Whether it is accident damage such as broken neck, cracks in the floor or ceiling, broken bridge, damage to the paintwork, chipped corners, etc., or if age-related and play-related overhauls are required, such as gluing, reworking the fingerboard, setting a new voice or cutting a new bridge (…).
When it comes to repairs of the instruments, I strive to meet the respective requirements of my customers and to assist you with advice and action.
Things worth knowing for beginners:
playability of string instruments
I would like to draw special attention to the playability, to the setting up of stringed instruments (violin, viola, cello, double bass).
An instrument that does not meet ergonomic requirements, with other words, that is not fully adapted to the human anatomy, will cause the violinist unnecessary difficulties.
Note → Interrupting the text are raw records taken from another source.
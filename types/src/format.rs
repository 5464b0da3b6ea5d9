/*!
    Pixel format types.
*/

/**
    Video pixel formats.

    This is the subset of formats encountered in the stills-to-video pipeline:
    packed RGB variants on the input side, semi-planar and planar 4:2:0 on the
    encoder side.
*/
#[derive(Clone, Copy, Debug, PartialEq, Eq, Hash)]
#[non_exhaustive]
pub enum PixelFormat {
    /// Semi-planar YUV 4:2:0, 12bpp (common hardware encoder input)
    Nv12,
    /// Planar YUV 4:2:0, 12bpp
    Yuv420p,
    /// Packed BGR, 24bpp (raw capture buffers)
    Bgr24,
    /// Packed RGB, 24bpp
    Rgb24,
    /// Packed BGRA, 32bpp
    Bgra,
    /// Packed RGBA, 32bpp
    Rgba,
}

impl PixelFormat {
    /**
        Returns the number of bits per pixel for this format.

        For planar formats, this is the average bits per pixel.
    */
    pub const fn bits_per_pixel(self) -> u32 {
        match self {
            Self::Nv12 | Self::Yuv420p => 12,
            Self::Bgr24 | Self::Rgb24 => 24,
            Self::Bgra | Self::Rgba => 32,
        }
    }

    /**
        Returns true if this is a planar (or semi-planar) format.
    */
    pub const fn is_planar(self) -> bool {
        matches!(self, Self::Nv12 | Self::Yuv420p)
    }

    /**
        Returns the number of bytes a tightly packed buffer of this format
        occupies at the given dimensions.
    */
    pub const fn buffer_size(self, width: u32, height: u32) -> usize {
        let pixels = width as usize * height as usize;
        match self {
            Self::Nv12 | Self::Yuv420p => pixels + pixels / 2,
            Self::Bgr24 | Self::Rgb24 => pixels * 3,
            Self::Bgra | Self::Rgba => pixels * 4,
        }
    }
}

#[cfg(test)]
mod tests {
    use super::*;

    #[test]
    fn bits_per_pixel() {
        assert_eq!(PixelFormat::Nv12.bits_per_pixel(), 12);
        assert_eq!(PixelFormat::Bgr24.bits_per_pixel(), 24);
        assert_eq!(PixelFormat::Rgba.bits_per_pixel(), 32);
    }

    #[test]
    fn planar_classification() {
        assert!(PixelFormat::Nv12.is_planar());
        assert!(PixelFormat::Yuv420p.is_planar());
        assert!(!PixelFormat::Bgr24.is_planar());
        assert!(!PixelFormat::Bgra.is_planar());
    }

    #[test]
    fn packed_buffer_sizes() {
        assert_eq!(PixelFormat::Bgr24.buffer_size(640, 480), 640 * 480 * 3);
        assert_eq!(PixelFormat::Nv12.buffer_size(640, 480), 640 * 480 * 3 / 2);
        assert_eq!(PixelFormat::Yuv420p.buffer_size(16, 16), 384);
    }
}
So it is particularly important for beginners to practise on a suitable well-equipped instrument, because initially they cannot even know what requirements the violin can have and what demands the violin has on the violinist!
It happens all too often that by saving money and with the pretext “it´s just for a beginner” only a tolerably playable instrument is bought for the potential “Paganini”, who then of course quickly begins to doubt his talent and might end his career too soon.
Discipline is a good intent, but should go along with performing on a suitable instrument, so the music will be easier to play!
Therefore, one should consider whether the best decision is to have only the bare essentials or a really well-established instrument.
In direct consultation with you, I strive to find the right measure in order to meet the most diverse requirements, ideas and of course the budget of my customers. This primarily relates to the kind of treatment that should be carried out on your instrument. All sorts of work can be discussed with the customer, such as polishing shellac, grooving the fingerboard, height and curvature of the bridge (string position), fitting the voice and work on the upper or lower saddle. With many “cheap” purchased instruments, it is often advisable to invest more, because they require a more complex overhaul, depending on the quality of the manufacturer and the wood.
The greater the effort with which I set up an instrument (the violin maker says “finish”), the more the playability is guaranteed.